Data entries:
══════════════════════════════
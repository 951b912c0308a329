//! Server identity and negotiated capabilities.

use serde::{Deserialize, Serialize};

/// Name and version of a protocol participant.
#[derive(Debug, Clone, PartialEq, Eq, Serialize, Deserialize)]
pub struct Implementation {
    /// Participant name.
    pub name: String,
    /// Participant version.
    pub version: String,
}

impl Implementation {
    /// Creates an implementation descriptor.
    #[must_use]
    pub fn new(name: impl Into<String>, version: impl Into<String>) -> Self {
        Self {
            name: name.into(),
            version: version.into(),
        }
    }
}

/// Marker for capabilities without options; serialises as `{}`.
#[derive(Debug, Clone, Copy, Default, PartialEq, Eq, Serialize, Deserialize)]
pub struct EmptyCapability {}

/// Tool capability options.
#[derive(Debug, Clone, Copy, Default, PartialEq, Eq, Serialize, Deserialize)]
#[serde(rename_all = "camelCase")]
pub struct ToolsCapability {
    /// Whether list-changed notifications are sent.
    pub list_changed: bool,
}

/// Resource capability options.
#[derive(Debug, Clone, Copy, Default, PartialEq, Eq, Serialize, Deserialize)]
#[serde(rename_all = "camelCase")]
pub struct ResourcesCapability {
    /// Whether clients may subscribe to resource updates.
    pub subscribe: bool,
    /// Whether list-changed notifications are sent.
    pub list_changed: bool,
}

/// Prompt capability options.
#[derive(Debug, Clone, Copy, Default, PartialEq, Eq, Serialize, Deserialize)]
#[serde(rename_all = "camelCase")]
pub struct PromptsCapability {
    /// Whether list-changed notifications are sent.
    pub list_changed: bool,
}

/// Capabilities advertised in the `initialize` response.
///
/// # Examples
///
/// ```
/// use parley::session::domain::ServerCapabilities;
///
/// let value = serde_json::to_value(ServerCapabilities::standard(true)).expect("serialisable");
/// assert_eq!(value["resources"]["subscribe"], serde_json::json!(true));
/// assert_eq!(value["logging"], serde_json::json!({}));
/// ```
#[derive(Debug, Clone, Copy, Default, PartialEq, Eq, Serialize, Deserialize)]
#[serde(rename_all = "camelCase")]
pub struct ServerCapabilities {
    /// Tool support.
    #[serde(default, skip_serializing_if = "Option::is_none")]
    pub tools: Option<ToolsCapability>,
    /// Resource support.
    #[serde(default, skip_serializing_if = "Option::is_none")]
    pub resources: Option<ResourcesCapability>,
    /// Prompt support.
    #[serde(default, skip_serializing_if = "Option::is_none")]
    pub prompts: Option<PromptsCapability>,
    /// Client-controlled log level support.
    #[serde(default, skip_serializing_if = "Option::is_none")]
    pub logging: Option<EmptyCapability>,
    /// Argument completion support.
    #[serde(default, skip_serializing_if = "Option::is_none")]
    pub completions: Option<EmptyCapability>,
}

impl ServerCapabilities {
    /// Advertises every feature, with resource subscriptions as configured.
    #[must_use]
    pub const fn standard(resource_subscribe: bool) -> Self {
        Self {
            tools: Some(ToolsCapability {
                list_changed: false,
            }),
            resources: Some(ResourcesCapability {
                subscribe: resource_subscribe,
                list_changed: false,
            }),
            prompts: Some(PromptsCapability {
                list_changed: false,
            }),
            logging: Some(EmptyCapability {}),
            completions: Some(EmptyCapability {}),
        }
    }

    /// Returns whether resource subscriptions were negotiated.
    #[must_use]
    pub const fn supports_resource_subscribe(&self) -> bool {
        matches!(
            self.resources,
            Some(ResourcesCapability {
                subscribe: true,
                ..
            })
        )
    }
}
══════════════════════════════
_Assignment_. In the entries above, find each line with "ResourcesCapability" and copy it.

_Solved exercise_.
pub struct ResourcesCapability {
    pub resources: Option<ResourcesCapability>,
            resources: Some(ResourcesCapability {
            Some(ResourcesCapability {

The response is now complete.